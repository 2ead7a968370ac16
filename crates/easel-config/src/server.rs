use std::net::SocketAddr;

use serde::Deserialize;

/// Address the server binds to when none is configured
pub const DEFAULT_LISTEN_ADDRESS: SocketAddr = SocketAddr::new(std::net::IpAddr::V4(std::net::Ipv4Addr::UNSPECIFIED), 3000);

#[derive(Debug, Default, Deserialize)]
#[serde(deny_unknown_fields)]
pub struct ServerConfig {
    pub listen_address: Option<SocketAddr>,
    #[serde(default)]
    pub health: HealthConfig,
}

impl ServerConfig {
    /// Configured listen address, falling back to `0.0.0.0:3000`
    pub fn listen_address(&self) -> SocketAddr {
        self.listen_address.unwrap_or(DEFAULT_LISTEN_ADDRESS)
    }
}

/// Health check endpoint configuration
#[derive(Debug, Clone, Deserialize)]
#[serde(deny_unknown_fields)]
pub struct HealthConfig {
    /// Mount `GET <path>` returning `ok`
    #[serde(default = "default_health_enabled")]
    pub enabled: bool,
    #[serde(default = "default_health_path")]
    pub path: String,
}

impl Default for HealthConfig {
    fn default() -> Self {
        Self {
            enabled: default_health_enabled(),
            path: default_health_path(),
        }
    }
}

#[allow(clippy::missing_const_for_fn)]
fn default_health_enabled() -> bool {
    true
}

fn default_health_path() -> String {
    "/health".to_string()
}
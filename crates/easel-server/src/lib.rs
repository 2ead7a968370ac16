use std::net::SocketAddr;

use axum::Router;
use easel_config::Config;
use tower_http::trace::TraceLayer;

/// Assembled server with all routes and middleware
pub struct Server {
    router: Router,
    listen_address: SocketAddr,
}

impl Server {
    /// Build the server from configuration
    ///
    /// # Errors
    ///
    /// Returns an error if the image generation subsystem fails to initialize
    pub fn new(config: &Config) -> anyhow::Result<Self> {
        let listen_address = config.server.listen_address();

        let imagegen_state = easel_imagegen::build_server(config)?;

        let mut app = Router::new();

        // Health check
        if config.server.health.enabled {
            app = app.route(&config.server.health.path, axum::routing::get(health));
        }

        // Image generation route
        app = app.merge(easel_imagegen::endpoint_router(&config.imagegen.path).with_state(imagegen_state));

        app = app.layer(TraceLayer::new_for_http());

        tracing::debug!(
            path = %config.imagegen.path,
            health_enabled = config.server.health.enabled,
            "router assembled"
        );

        Ok(Self {
            router: app,
            listen_address,
        })
    }

    /// Get the configured listen address
    #[must_use]
    pub const fn listen_address(&self) -> SocketAddr {
        self.listen_address
    }

    /// Override the listen address, e.g. from the command line
    #[must_use]
    pub fn with_listen_address(mut self, listen_address: SocketAddr) -> Self {
        self.listen_address = listen_address;
        self
    }

    /// Consume the server and return the inner router
    ///
    /// Useful for testing when the caller manages the listener
    #[must_use]
    pub fn into_router(self) -> Router {
        self.router
    }

    /// Start serving requests
    ///
    /// Blocks until the cancellation token is triggered. In-flight provider
    /// calls are dropped together with their connection if the client goes
    /// away first.
    ///
    /// # Errors
    ///
    /// Returns an error if binding the TCP listener or serving fails
    pub async fn serve(self, shutdown: tokio_util::sync::CancellationToken) -> anyhow::Result<()> {
        let listener = tokio::net::TcpListener::bind(self.listen_address).await?;
        let local_addr = listener.local_addr()?;
        tracing::info!(%local_addr, "server listening");

        axum::serve(listener, self.router)
            .with_graceful_shutdown(async move {
                shutdown.cancelled().await;
                tracing::info!("graceful shutdown initiated");
            })
            .await?;

        Ok(())
    }
}

/// Liveness probe; answers as long as the process serves requests
async fn health() -> &'static str {
    "ok"
}
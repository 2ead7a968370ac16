//! Mock image generation backend for integration tests
//!
//! Implements just enough of the OpenAI Images API to exercise the relay

use std::net::SocketAddr;
use std::sync::atomic::{AtomicU32, Ordering};
use std::sync::{Arc, Mutex};
use std::time::Duration;

use axum::extract::State;
use axum::http::{HeaderMap, StatusCode};
use axum::response::{IntoResponse, Response};
use axum::{Json, Router, routing};
use tokio_util::sync::CancellationToken;

/// What the mock answers with
#[derive(Debug, Clone)]
pub enum MockReply {
    /// 200 with a fresh URL per request
    Image,
    /// 200 with the given JSON body
    Json(serde_json::Value),
    /// The given status with a plain text body
    Status(u16, &'static str),
    /// 200 with a fresh URL, after sleeping
    Delayed(Duration),
}

/// Mock provider that counts requests and records what it received
pub struct MockOpenAi {
    addr: SocketAddr,
    shutdown: CancellationToken,
    state: Arc<MockState>,
}

struct MockState {
    reply: MockReply,
    request_count: AtomicU32,
    last_body: Mutex<Option<serde_json::Value>>,
    last_authorization: Mutex<Option<String>>,
}

impl MockOpenAi {
    /// Start a mock that returns a new image URL for every request
    pub async fn start() -> anyhow::Result<Self> {
        Self::start_with(MockReply::Image).await
    }

    /// Start a mock with a fixed reply
    pub async fn start_with(reply: MockReply) -> anyhow::Result<Self> {
        let state = Arc::new(MockState {
            reply,
            request_count: AtomicU32::new(0),
            last_body: Mutex::new(None),
            last_authorization: Mutex::new(None),
        });

        let app = Router::new()
            .route("/v1/images/generations", routing::post(handle_imagegen))
            .with_state(Arc::clone(&state));

        let listener = tokio::net::TcpListener::bind("127.0.0.1:0").await?;
        let addr = listener.local_addr()?;
        let shutdown = CancellationToken::new();
        let shutdown_clone = shutdown.clone();

        tokio::spawn(async move {
            axum::serve(listener, app)
                .with_graceful_shutdown(async move {
                    shutdown_clone.cancelled().await;
                })
                .await
                .ok();
        });

        Ok(Self { addr, shutdown, state })
    }

    /// Base URL for configuring the mock as the provider
    ///
    /// Includes `/v1` since the provider appends `/images/generations`
    pub fn base_url(&self) -> String {
        format!("http://{}/v1", self.addr)
    }

    /// Number of image generation requests received
    pub fn request_count(&self) -> u32 {
        self.state.request_count.load(Ordering::SeqCst)
    }

    /// JSON body of the most recent request
    pub fn last_body(&self) -> Option<serde_json::Value> {
        self.state.last_body.lock().unwrap().clone()
    }

    /// `Authorization` header of the most recent request
    pub fn last_authorization(&self) -> Option<String> {
        self.state.last_authorization.lock().unwrap().clone()
    }
}

impl Drop for MockOpenAi {
    fn drop(&mut self) {
        self.shutdown.cancel();
    }
}

async fn handle_imagegen(
    State(state): State<Arc<MockState>>,
    headers: HeaderMap,
    Json(body): Json<serde_json::Value>,
) -> Response {
    let n = state.request_count.fetch_add(1, Ordering::SeqCst) + 1;

    *state.last_body.lock().unwrap() = Some(body);
    *state.last_authorization.lock().unwrap() = headers
        .get("authorization")
        .and_then(|value| value.to_str().ok())
        .map(str::to_owned);

    match &state.reply {
        MockReply::Image => image(n).into_response(),
        MockReply::Json(body) => Json(body.clone()).into_response(),
        MockReply::Status(status, text) => {
            (StatusCode::from_u16(*status).unwrap(), *text).into_response()
        }
        MockReply::Delayed(delay) => {
            tokio::time::sleep(*delay).await;
            image(n).into_response()
        }
    }
}

fn image(n: u32) -> Json<serde_json::Value> {
    Json(serde_json::json!({
        "created": 1_700_000_000,
        "data": [{ "url": format!("https://example.com/mock-image-{n}.png") }]
    }))
}
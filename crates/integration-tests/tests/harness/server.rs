//! Test server wrapper that starts Easel on a random port

use std::net::SocketAddr;

use easel_config::Config;
use easel_server::Server;
use tokio_util::sync::CancellationToken;

/// Default route of the image endpoint
pub const IMAGE_PATH: &str = "/api/generate-image";

/// A running test server instance
pub struct TestServer {
    addr: SocketAddr,
    shutdown: CancellationToken,
    client: reqwest::Client,
}

impl TestServer {
    /// Start a test server with the given configuration
    ///
    /// Binds to port 0 for automatic port assignment
    pub async fn start(config: Config) -> anyhow::Result<Self> {
        let server = Server::new(&config)?;
        let shutdown = CancellationToken::new();
        let shutdown_clone = shutdown.clone();

        // Bind the listener here so we know the actual port
        let listener = tokio::net::TcpListener::bind("127.0.0.1:0").await?;
        let addr = listener.local_addr()?;

        tokio::spawn(async move {
            axum::serve(listener, server.into_router())
                .with_graceful_shutdown(async move {
                    shutdown_clone.cancelled().await;
                })
                .await
                .ok();
        });

        let client = reqwest::Client::new();

        Ok(Self { addr, shutdown, client })
    }

    /// Base URL of the running test server
    pub fn url(&self, path: &str) -> String {
        format!("http://{}{path}", self.addr)
    }

    /// Get a reference to the HTTP client
    pub fn client(&self) -> &reqwest::Client {
        &self.client
    }

    /// POST a raw body to the image endpoint and decode the JSON reply
    pub async fn generate_raw(&self, body: &str) -> (u16, serde_json::Value) {
        let resp = self
            .client
            .post(self.url(IMAGE_PATH))
            .header("content-type", "application/json")
            .body(body.to_owned())
            .send()
            .await
            .unwrap();

        let status = resp.status().as_u16();
        assert_eq!(resp.headers()["content-type"], "application/json");

        (status, resp.json().await.unwrap())
    }

    /// POST `{"prompt": ...}` to the image endpoint
    pub async fn generate(&self, prompt: &str) -> (u16, serde_json::Value) {
        self.generate_raw(&serde_json::json!({ "prompt": prompt }).to_string())
            .await
    }
}

impl Drop for TestServer {
    fn drop(&mut self) {
        self.shutdown.cancel();
    }
}
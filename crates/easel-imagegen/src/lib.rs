#![allow(
    clippy::must_use_candidate,
    clippy::missing_errors_doc,
    clippy::missing_const_for_fn,
    clippy::module_name_repetitions
)]

mod error;
mod prompt;
mod provider;
mod server;
mod types;

use std::sync::Arc;

use axum::{
    Json, Router,
    body::Bytes,
    extract::{State, rejection::BytesRejection},
    http::Method,
    routing::any,
};

pub use error::{ImageGenError, Result};
pub use server::{ImageGenServerBuilder, Server};
pub use types::ImageResponse;

/// Build the image generation server from configuration
///
/// # Errors
///
/// Returns an error if the timeout is invalid or the HTTP client cannot be built
pub fn build_server(config: &easel_config::Config) -> anyhow::Result<Arc<Server>> {
    let server = Arc::new(
        ImageGenServerBuilder::new(&config.imagegen)
            .build()
            .map_err(|e| anyhow::anyhow!("Failed to initialize image generation server: {e}"))?,
    );
    Ok(server)
}

/// Create the endpoint router for image generation
///
/// The route accepts every method so that non-POST requests get a JSON 405
/// instead of axum's empty one.
pub fn endpoint_router(path: &str) -> Router<Arc<Server>> {
    Router::new().route(path, any(generate))
}

/// Handle image generation requests
async fn generate(
    State(server): State<Arc<Server>>,
    method: Method,
    body: std::result::Result<Bytes, BytesRejection>,
) -> Result<Json<ImageResponse>> {
    if method != Method::POST {
        return Err(ImageGenError::MethodNotAllowed);
    }

    let body = body.map_err(|e| ImageGenError::Internal(e.to_string()))?;
    let prompt = prompt::extract_prompt(&body)?;

    tracing::debug!(prompt_len = prompt.len(), "image generation handler called");

    let response = server.generate(&prompt).await?;

    tracing::debug!("image generation complete");

    Ok(Json(response))
}
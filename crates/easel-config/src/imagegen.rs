use std::time::Duration;

use secrecy::{ExposeSecret, SecretString};
use serde::Deserialize;
use url::Url;

/// Image generation endpoint and provider configuration
#[derive(Debug, Deserialize)]
#[serde(deny_unknown_fields)]
pub struct ImageGenConfig {
    /// Route the image endpoint is mounted on
    #[serde(default = "default_path")]
    pub path: String,
    /// Provider API key
    #[serde(default)]
    pub api_key: Option<SecretString>,
    /// Base URL override, e.g. for an OpenAI-compatible proxy
    #[serde(default)]
    pub base_url: Option<Url>,
    /// Upper bound on a single provider call (e.g. "60s", "2m")
    #[serde(default = "default_timeout")]
    pub timeout: String,
}

impl Default for ImageGenConfig {
    fn default() -> Self {
        Self {
            path: default_path(),
            api_key: None,
            base_url: None,
            timeout: default_timeout(),
        }
    }
}

impl ImageGenConfig {
    /// The configured API key, treating an empty value as unset
    ///
    /// An empty key usually comes from `{{ env.OPENAI_API_KEY | default("") }}`
    /// in a deployment where the variable is missing.
    pub fn api_key(&self) -> Option<&SecretString> {
        self.api_key
            .as_ref()
            .filter(|key| !key.expose_secret().trim().is_empty())
    }

    /// Parsed provider call timeout
    ///
    /// # Errors
    ///
    /// Returns an error if the timeout string is not a valid duration
    pub fn timeout(&self) -> anyhow::Result<Duration> {
        duration_str::parse(&self.timeout)
            .map_err(|e| anyhow::anyhow!("invalid imagegen.timeout '{}': {e}", self.timeout))
    }
}

fn default_path() -> String {
    "/api/generate-image".to_string()
}

fn default_timeout() -> String {
    "60s".to_string()
}
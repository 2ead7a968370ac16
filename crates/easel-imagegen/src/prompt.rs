use serde_json::{Number, Value};

use crate::error::{ImageGenError, Result};

/// Pull the trimmed prompt out of a raw request body
///
/// An empty body reads as `{}`. Bodies that are not valid JSON, and a bare
/// `null`, are internal errors; any other JSON without a usable prompt is a
/// missing prompt.
pub(crate) fn extract_prompt(body: &[u8]) -> Result<String> {
    let text = String::from_utf8_lossy(body);
    let text = if text.is_empty() { "{}" } else { text.as_ref() };

    let value: Value = serde_json::from_str(text)?;

    if value.is_null() {
        return Err(ImageGenError::Internal(
            "Cannot read properties of null (reading 'prompt')".to_owned(),
        ));
    }

    let prompt = value.get("prompt").map(coerce_text).unwrap_or_default();
    let prompt = prompt.trim();

    if prompt.is_empty() {
        return Err(ImageGenError::MissingPrompt);
    }

    Ok(prompt.to_owned())
}

/// Textual form of a scalar prompt value
///
/// Falsy scalars (`false`, `0`, `null`) and structured values yield nothing.
fn coerce_text(value: &Value) -> String {
    match value {
        Value::String(s) => s.clone(),
        Value::Bool(true) => "true".to_owned(),
        Value::Number(n) if n.as_f64().is_some_and(|f| f.abs() > 0.0) => number_text(n),
        _ => String::new(),
    }
}

/// Integral floats print without a fractional part (`1.0` -> `1`)
fn number_text(n: &Number) -> String {
    match n.as_f64() {
        Some(f) if n.is_f64() && f.fract() == 0.0 && f.abs() < 1e21 => format!("{f:.0}"),
        _ => n.to_string(),
    }
}
#![allow(clippy::must_use_candidate, clippy::missing_errors_doc)]

mod args;

use args::Args;
use clap::Parser;
use easel_config::Config;
use easel_server::Server;
use secrecy::SecretString;
use tokio_util::sync::CancellationToken;

#[tokio::main]
async fn main() -> anyhow::Result<()> {
    let args = Args::parse();

    // Load configuration
    let mut config = match args.config {
        Some(ref path) => Config::load(path)?,
        None => Config::default(),
    };

    if config.imagegen.api_key().is_none() {
        config.imagegen.api_key = args.openai_api_key.map(SecretString::from);
    }

    // Initialize logging
    easel_telemetry::init(&config.telemetry)?;

    tracing::info!(
        config_path = ?args.config,
        "starting easel"
    );

    // Build server
    let mut server = Server::new(&config)?;
    if let Some(listen) = args.listen {
        server = server.with_listen_address(listen);
    }

    // Set up graceful shutdown
    let shutdown = CancellationToken::new();
    let shutdown_clone = shutdown.clone();

    tokio::spawn(async move {
        shutdown_signal().await;
        shutdown_clone.cancel();
    });

    // Run server
    server.serve(shutdown).await?;

    tracing::info!("easel stopped");
    Ok(())
}

/// Wait for a shutdown signal (`SIGINT` or `SIGTERM`)
async fn shutdown_signal() {
    let ctrl_c = async {
        tokio::signal::ctrl_c().await.expect("failed to install Ctrl+C handler");
    };

    #[cfg(unix)]
    let terminate = async {
        tokio::signal::unix::signal(tokio::signal::unix::SignalKind::terminate())
            .expect("failed to install SIGTERM handler")
            .recv()
            .await;
    };

    #[cfg(not(unix))]
    let terminate = std::future::pending::<()>();

    tokio::select! {
        () = ctrl_c => {}
        () = terminate => {}
    }

    tracing::info!("shutdown signal received");
}
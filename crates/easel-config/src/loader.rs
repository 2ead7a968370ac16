use std::path::Path;

use crate::Config;

impl Config {
    /// Load configuration from a TOML file
    ///
    /// Reads the file, expands `{{ env.VAR }}` placeholders, then
    /// deserializes and validates the result.
    ///
    /// # Errors
    ///
    /// Returns an error if the file cannot be read, environment variable
    /// expansion fails, TOML parsing fails, or validation fails
    pub fn load(path: &Path) -> anyhow::Result<Self> {
        let raw = std::fs::read_to_string(path)
            .map_err(|e| anyhow::anyhow!("failed to read config file {}: {e}", path.display()))?;

        Self::parse(&raw)
    }

    /// Parse configuration from TOML text
    ///
    /// # Errors
    ///
    /// Returns an error if environment variable expansion, TOML parsing, or
    /// validation fails
    pub fn parse(raw: &str) -> anyhow::Result<Self> {
        let expanded =
            crate::env::expand_env(raw).map_err(|e| anyhow::anyhow!("config variable expansion failed: {e}"))?;

        let config: Self = toml::from_str(&expanded).map_err(|e| anyhow::anyhow!("failed to parse config: {e}"))?;

        config.validate()?;

        Ok(config)
    }

    /// Validate that the configuration is internally consistent
    ///
    /// # Errors
    ///
    /// Returns an error if a route path is malformed, the health route
    /// collides with the image route, or the timeout is unusable
    pub fn validate(&self) -> anyhow::Result<()> {
        self.validate_routes()?;
        self.validate_timeout()?;
        Ok(())
    }

    fn validate_routes(&self) -> anyhow::Result<()> {
        if !self.imagegen.path.starts_with('/') {
            anyhow::bail!("imagegen.path must start with '/': `{}`", self.imagegen.path);
        }

        let health = &self.server.health;
        if !health.enabled {
            return Ok(());
        }

        if !health.path.starts_with('/') {
            anyhow::bail!("server.health.path must start with '/': `{}`", health.path);
        }

        if health.path == self.imagegen.path {
            anyhow::bail!("server.health.path and imagegen.path must differ");
        }

        Ok(())
    }

    fn validate_timeout(&self) -> anyhow::Result<()> {
        if self.imagegen.timeout()?.is_zero() {
            anyhow::bail!("imagegen.timeout must be greater than zero");
        }

        Ok(())
    }
}
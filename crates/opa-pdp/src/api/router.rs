//! Axum router configuration.

use std::sync::Arc;

use axum::{
    extract::State,
    http::{header, HeaderMap, HeaderName, HeaderValue, StatusCode},
    middleware,
    response::IntoResponse,
    routing::{get, post},
    Router,
};
use opa_pdp_telemetry::{prometheus::render_metrics, MetricsRegistry, PROMETHEUS_CONTENT_TYPE};
use tower_http::{set_header::SetResponseHeaderLayer, trace::TraceLayer};
use uuid::Uuid;

use super::auth::{self, ApiCredentials};
use super::{decision, health, statistics};
use crate::evaluator::PolicyEvaluator;
use crate::identity::PdpIdentity;
use crate::lifecycle::Lifecycle;

pub const X_ONAP_REQUEST_ID: HeaderName = HeaderName::from_static("x-onap-requestid");
pub const X_LATEST_VERSION: HeaderName = HeaderName::from_static("x-latestversion");
pub const X_MINOR_VERSION: HeaderName = HeaderName::from_static("x-minorversion");
pub const X_PATCH_VERSION: HeaderName = HeaderName::from_static("x-patchversion");

pub const LATEST_VERSION: &str = "1.0.0";
pub const MINOR_VERSION: &str = "0";
pub const PATCH_VERSION: &str = "0";

/// Shared application state.
#[derive(Clone)]
pub struct AppState {
    pub identity: Arc<PdpIdentity>,
    pub lifecycle: Arc<Lifecycle>,
    pub evaluator: Arc<dyn PolicyEvaluator>,
    pub metrics: Arc<MetricsRegistry>,
    pub credentials: ApiCredentials,
}

/// Echo the caller's request id when it is a UUID, otherwise `fallback`.
pub fn request_id(headers: &HeaderMap, fallback: &'static str) -> HeaderValue {
    headers
        .get(&X_ONAP_REQUEST_ID)
        .and_then(|v| v.to_str().ok())
        .and_then(|s| Uuid::parse_str(s).ok())
        .and_then(|id| HeaderValue::from_str(&id.to_string()).ok())
        .unwrap_or_else(|| HeaderValue::from_static(fallback))
}

/// GET /ready
async fn ready() -> &'static str {
    "Ready"
}

/// GET /metrics
async fn metrics(State(state): State<AppState>) -> impl IntoResponse {
    (
        StatusCode::OK,
        [(header::CONTENT_TYPE, PROMETHEUS_CONTENT_TYPE)],
        render_metrics(&state.metrics),
    )
}

/// Create the HTTP router with all routes.
pub fn create_router(state: AppState) -> Router {
    let pdpx = Router::new()
        .route("/decision", post(decision::opa_decision))
        .route("/healthcheck", get(health::health_check))
        .route("/statistics", get(statistics::fetch_statistics))
        .layer(middleware::from_fn_with_state(
            state.clone(),
            auth::require_basic_auth,
        ))
        .layer(SetResponseHeaderLayer::overriding(
            X_LATEST_VERSION,
            HeaderValue::from_static(LATEST_VERSION),
        ))
        .layer(SetResponseHeaderLayer::overriding(
            X_MINOR_VERSION,
            HeaderValue::from_static(MINOR_VERSION),
        ))
        .layer(SetResponseHeaderLayer::overriding(
            X_PATCH_VERSION,
            HeaderValue::from_static(PATCH_VERSION),
        ));

    Router::new()
        .nest("/policy/pdpx/v1", pdpx)
        .route("/ready", get(ready))
        .route("/metrics", get(metrics))
        .layer(TraceLayer::new_for_http())
        .with_state(state)
}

· · ·

**Task details:** Total the lines in the records above that contain the string "variable". Write only that total.

**Solution below:** 4